Back in our apartment, my parents and I laid out another tray and, after another Our Father, I was sent to bed. There I would lie in a fever of excitement only equaled by what I experienced the night before my daughters’ births. Would the Reis really come, and would I find my doll, my child, on one of those trays in the morning?
Despite the anticipation, I always managed to fall asleep. But one year—I must have been five or six—I awoke in the dark and saw, standing at the foot of my bed, none other than Balthasar, el rei moro, the Moorish king, the most exotic of the three. He had a thin face and dark brown skin, and wore a turban and robe of a fine, scintillating green material. I still remember the look of otherworldly kindness in his eyes.
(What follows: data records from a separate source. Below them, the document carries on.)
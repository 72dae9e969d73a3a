//! Source nodes: adapters from pull-based data sources.
//!
//! Every source holds a factory, so each opened cursor starts a fresh,
//! independent pass over the data.

use crate::pipeline::cancel::ExecContext;
use crate::pipeline::error::{PipelineError, PipelineResult};
use crate::pipeline::node::{Cursor, Flow, Operator};
use futures::future::{self, Future};
use futures::stream::{self, BoxStream, Stream, StreamExt};
use std::sync::Arc;

type StreamFactory<T> = Arc<dyn Fn() -> BoxStream<'static, PipelineResult<T>> + Send + Sync>;

/// Root node wrapping a true data source.
pub struct SourceNode<T> {
    name: &'static str,
    factory: StreamFactory<T>,
}

impl<T: Send + 'static> Operator<T> for SourceNode<T> {
    fn name(&self) -> &str {
        self.name
    }

    fn open(&self, ctx: &ExecContext) -> Cursor<T> {
        Cursor::new((self.factory)(), &ctx.child())
    }
}

impl<T: Send + 'static> Flow<T> {
    fn source(name: &'static str, factory: StreamFactory<T>) -> Self {
        Flow::new(SourceNode { name, factory })
    }

    /// In-memory collection. Cloned once per iteration.
    pub fn from_iter<I>(items: I) -> Self
    where
        I: IntoIterator<Item = T> + Clone + Send + Sync + 'static,
        I::IntoIter: Send + 'static,
    {
        Self::source(
            "FromIter",
            Arc::new(move || stream::iter(items.clone().into_iter().map(Ok::<T, PipelineError>)).boxed()),
        )
    }

    /// Infallible stream, produced fresh by `factory` for every iteration.
    pub fn from_stream<F, S>(factory: F) -> Self
    where
        F: Fn() -> S + Send + Sync + 'static,
        S: Stream<Item = T> + Send + 'static,
    {
        Self::source("FromStream", Arc::new(move || factory().map(Ok::<T, PipelineError>).boxed()))
    }

    /// Fallible stream; an error item ends the iteration with that error.
    pub fn from_try_stream<F, S>(factory: F) -> Self
    where
        F: Fn() -> S + Send + Sync + 'static,
        S: Stream<Item = PipelineResult<T>> + Send + 'static,
    {
        Self::source("FromTryStream", Arc::new(move || factory().boxed()))
    }

    /// Single value produced by a future.
    pub fn once<F, Fut>(factory: F) -> Self
    where
        F: Fn() -> Fut + Send + Sync + 'static,
        Fut: Future<Output = PipelineResult<T>> + Send + 'static,
    {
        Self::source("Once", Arc::new(move || stream::once(factory()).boxed()))
    }

    pub fn empty() -> Self {
        Self::source("Empty", Arc::new(|| stream::empty::<PipelineResult<T>>().boxed()))
    }

    /// Fails every iteration with the error built by `error`.
    pub fn fail<F>(error: F) -> Self
    where
        F: Fn() -> PipelineError + Send + Sync + 'static,
    {
        Self::source(
            "Fail",
            Arc::new(move || stream::once(future::ready(Err::<T, _>(error()))).boxed()),
        )
    }
}
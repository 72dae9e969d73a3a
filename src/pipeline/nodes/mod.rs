//! Built-in pipeline operators.
//!
//! Each file adds a group of combinators to [`Flow`](crate::pipeline::Flow)
//! together with the [`Operator`](crate::pipeline::Operator) node behind them.

pub mod adapter;
pub mod concat;
pub mod join;
pub mod mode_override;
pub mod select_many;
pub mod sink;
pub mod source;
pub mod transform;

pub use adapter::Adapter;
pub use concat::Concat;
pub use join::{Join, JoinKey};
pub use mode_override::ModeOverride;
pub use select_many::SelectMany;
pub use source::SourceNode;
pub use transform::Transform;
Although my night visitation only happened once, in the morning there was always the doll. One year it was a rubber doll with a hole in her mouth and another between her thighs. I could pour water out of a tiny baby bottle into the mouth and then experience the thrill of changing diapers. Another year it was a Black doll, dressed in ruffled white organdy. And one year there were two dolls, Pituco and Pituca, with arms and legs made of a spongy material that could be bent in all directions.
Those dolls were, without exception, infant or toddler dolls on which I could vent my maternal instincts and practice for what everyone anticipated would be my future career. If someone had handed me a doll with breasts and hips and feet in tiny high-heeled shoes I wouldn’t have known what to do with her. The last thing that Barbie looks like she needs is a mother.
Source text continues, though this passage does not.